Segment Start: Data

//! sendkey CLI
//!
//! Types key chords through a keyboard input device.

use std::path::Path;

use clap::{Parser, Subcommand};
use miette::IntoDiagnostic;
use sendkey_config::Config;
use sendkey_core::device::{enumerate_devices, DeviceDescriptor};
use sendkey_core::{effective_pattern, select, Keyboard, ModifierSet, OpenError};
use serde::Serialize;

#[derive(Parser, Debug)]
#[command(name = "sendkey")]
#[command(about = "Type key chords through a keyboard device")]
#[command(version)]
struct Cli {
    /// Path to configuration file
    #[arg(short, long, default_value = "~/.config/sendkey/config.kdl")]
    config: String,

    /// Enable debug logging (RUST_LOG takes precedence)
    #[arg(short, long, global = true)]
    verbose: bool,

    #[command(subcommand)]
    command: Commands,
}

#[derive(Subcommand, Debug)]
enum Commands {
    /// Type one or more chords, e.g. `LEFTCTRL+LEFTSHIFT+T ENTER`
    Type {
        /// Chord specs, typed in order
        #[arg(required = true)]
        specs: Vec<String>,

        /// Keys already held by the user (e.g. `LEFTMETA`)
        #[arg(short, long, default_value = "")]
        keep: String,

        /// Release stray modifiers before each chord
        #[arg(long, overrides_with = "no_clear")]
        clear: bool,

        /// Don't release stray modifiers, even if the config says to
        #[arg(long, overrides_with = "clear")]
        no_clear: bool,

        /// Device name pattern (overrides config setting)
        #[arg(short, long)]
        device: Option<String>,
    },

    /// List available input devices
    Devices {
        /// Print devices as JSON
        #[arg(long)]
        json: bool,

        /// Device name pattern used to mark the selected device
        #[arg(short, long)]
        device: Option<String>,
    },

    /// Check that the target device supports every key in the given chords
    Validate {
        #[arg(required = true)]
        specs: Vec<String>,

        /// Device name pattern (overrides config setting)
        #[arg(short, long)]
        device: Option<String>,
    },

    /// Validate the configuration file
    CheckConfig,
}

fn main() -> miette::Result<()> {
    let cli = Cli::parse();

    // Initialize tracing
    let default_level = if cli.verbose { "debug" } else { "warn" };
    tracing_subscriber::fmt()
        .with_env_filter(
            tracing_subscriber::EnvFilter::try_from_default_env()
                .unwrap_or_else(|_| tracing_subscriber::EnvFilter::new(default_level)),
        )
        .with_writer(std::io::stderr)
        .init();

    let config_path = sendkey_config::expand_path(&cli.config);

    match cli.command {
        Commands::Type {
            specs,
            keep,
            clear,
            no_clear,
            device,
        } => cmd_type(&config_path, &specs, &keep, clear, no_clear, device),
        Commands::Devices { json, device } => cmd_devices(&config_path, json, device),
        Commands::Validate { specs, device } => cmd_validate(&config_path, &specs, device),
        Commands::CheckConfig => cmd_check_config(&config_path),
    }
}

fn load_config(config_path: &Path) -> miette::Result<Config> {
    Ok(sendkey_config::load_config(config_path)?)
}

/// Resolve and open the target device, exiting the process if none exists.
fn open_keyboard(config: &Config, device: Option<String>) -> miette::Result<Keyboard> {
    let pattern = device.or_else(|| config.keyboard.name_pattern.clone());

    let modifiers = match &config.keyboard.modifiers {
        Some(names) => ModifierSet::from_names(names),
        None => ModifierSet::standard(),
    };

    match Keyboard::open(pattern.as_deref(), modifiers) {
        Ok(keyboard) => Ok(keyboard),
        Err(OpenError::NotFound(not_found)) => {
            eprintln!("{:?}", miette::Report::new(not_found));
            std::process::exit(1);
        }
        Err(e) => Err(e.into()),
    }
}

fn cmd_type(
    config_path: &Path,
    specs: &[String],
    keep: &str,
    clear: bool,
    no_clear: bool,
    device: Option<String>,
) -> miette::Result<()> {
    let config = load_config(config_path)?;
    let clear = clear_requested(clear, no_clear, &config);
    let mut keyboard = open_keyboard(&config, device)?;

    if specs.len() == 1 || clear || !keep.is_empty() {
        for spec in specs {
            keyboard.type_chord(spec, keep, clear)?;
        }
    } else {
        keyboard.type_all(specs)?;
    }

    Ok(())
}

/// `--clear`/`--no-clear` win over the config file's `clear-modifiers`.
fn clear_requested(clear: bool, no_clear: bool, config: &Config) -> bool {
    if clear {
        true
    } else if no_clear {
        false
    } else {
        config.keyboard.clear_modifiers
    }
}

/// JSON shape of `devices --json`.
#[derive(Debug, Serialize)]
struct DeviceListing<'a> {
    /// Path of the device the resolver would choose
    selected: Option<&'a Path>,
    devices: &'a [DeviceDescriptor],
}

fn cmd_devices(config_path: &Path, json: bool, device: Option<String>) -> miette::Result<()> {
    let config = load_config(config_path)?;
    let pattern = device.or(config.keyboard.name_pattern);
    let devices = enumerate_devices().map_err(|e| miette::miette!("{:#}", e))?;
    let selected = select(devices.clone(), effective_pattern(pattern.as_deref()));

    if json {
        let listing = DeviceListing {
            selected: selected.as_ref().map(|d| d.path.as_path()),
            devices: &devices,
        };
        let out = serde_json::to_string_pretty(&listing).into_diagnostic()?;
        println!("{}", out);
        return Ok(());
    }

    println!("Available input devices:\n");

    for dev in &devices {
        let marker = if Some(&dev.path) == selected.as_ref().map(|d: &DeviceDescriptor| &d.path) {
            " (selected)"
        } else {
            ""
        };
        let caps: Vec<&str> = dev.capabilities.iter().map(String::as_str).collect();

        println!("  {}{}", dev.name, marker);
        println!("    Path: {}", dev.path.display());
        println!("    Capabilities: {}", if caps.is_empty() { "-".to_string() } else { caps.join(", ") });
        println!();
    }

    if selected.is_none() {
        println!("No device matches '{}'", effective_pattern(pattern.as_deref()));
    }

    Ok(())
}

fn cmd_validate(config_path: &Path, specs: &[String], device: Option<String>) -> miette::Result<()> {
    let config = load_config(config_path)?;
    let keyboard = open_keyboard(&config, device)?;

    for spec in specs {
        keyboard.validate(spec)?;
        println!("{}: ok", spec);
    }

    Ok(())
}

fn cmd_check_config(config_path: &Path) -> miette::Result<()> {
    println!("Validating configuration: {}", config_path.display());

    let config = sendkey_config::parse_config(config_path)?;

    println!("Configuration is valid!");
    println!(
        "  Device pattern: {}",
        effective_pattern(config.keyboard.name_pattern.as_deref())
    );
    println!("  Clear modifiers: {}", config.keyboard.clear_modifiers);
    match &config.keyboard.modifiers {
        Some(names) => println!("  Modifiers: {}", names.join(", ")),
        None => println!("  Modifiers: standard"),
    }

    Ok(())
}

#[cfg(test)]
mod tests {
    use super::*;

    fn type_flags(args: &[&str]) -> (bool, bool) {
        let cli = Cli::try_parse_from(args).unwrap();
        match cli.command {
            Commands::Type {
                clear, no_clear, ..
            } => (clear, no_clear),
            other => panic!("unexpected command: {other:?}"),
        }
    }

    fn config_with_clear(clear_modifiers: bool) -> Config {
        let mut config = Config::default();
        config.keyboard.clear_modifiers = clear_modifiers;
        config
    }

    #[test]
    fn test_no_clear_overrides_config() {
        let (clear, no_clear) = type_flags(&["sendkey", "type", "--no-clear", "A"]);
        assert!(!clear_requested(clear, no_clear, &config_with_clear(true)));
    }

    #[test]
    fn test_clear_flag_and_config_default() {
        let (clear, no_clear) = type_flags(&["sendkey", "type", "--clear", "A"]);
        assert!(clear_requested(clear, no_clear, &config_with_clear(false)));

        let (clear, no_clear) = type_flags(&["sendkey", "type", "A"]);
        assert!(clear_requested(clear, no_clear, &config_with_clear(true)));
        assert!(!clear_requested(clear, no_clear, &config_with_clear(false)));
    }

    #[test]
    fn test_last_clear_flag_wins() {
        let (clear, no_clear) = type_flags(&["sendkey", "type", "--clear", "--no-clear", "A"]);
        assert!(!clear_requested(clear, no_clear, &config_with_clear(true)));

        let (clear, no_clear) = type_flags(&["sendkey", "type", "--no-clear", "--clear", "A"]);
        assert!(clear_requested(clear, no_clear, &config_with_clear(false)));
    }

    #[test]
    fn test_device_listing_json_marks_selected() {
        let devices = vec![
            DeviceDescriptor::new("/dev/input/event2", "Mouse", ["pointer"]),
            DeviceDescriptor::new("/dev/input/event5", "KEY-BOARD", ["keyboard"]),
        ];
        let selected = select(devices.clone(), effective_pattern(None));
        let listing = DeviceListing {
            selected: selected.as_ref().map(|d| d.path.as_path()),
            devices: &devices,
        };

        let json = serde_json::to_value(&listing).unwrap();
        assert_eq!(json["selected"], "/dev/input/event5");
        assert_eq!(json["devices"][1]["name"], "KEY-BOARD");
        assert_eq!(json["devices"][0]["capabilities"][0], "pointer");
    }

    #[test]
    fn test_device_listing_json_without_selection() {
        let devices = vec![DeviceDescriptor::new("/dev/input/event2", "Mouse", ["pointer"])];
        let listing = DeviceListing {
            selected: None,
            devices: &devices,
        };

        let json = serde_json::to_value(&listing).unwrap();
        assert!(json["selected"].is_null());
    }
}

Segment End: Data

The answer must consist of every line from the entries above that contains the string "args".

Result below
    fn type_flags(args: &[&str]) -> (bool, bool) {
        let cli = Cli::try_parse_from(args).unwrap();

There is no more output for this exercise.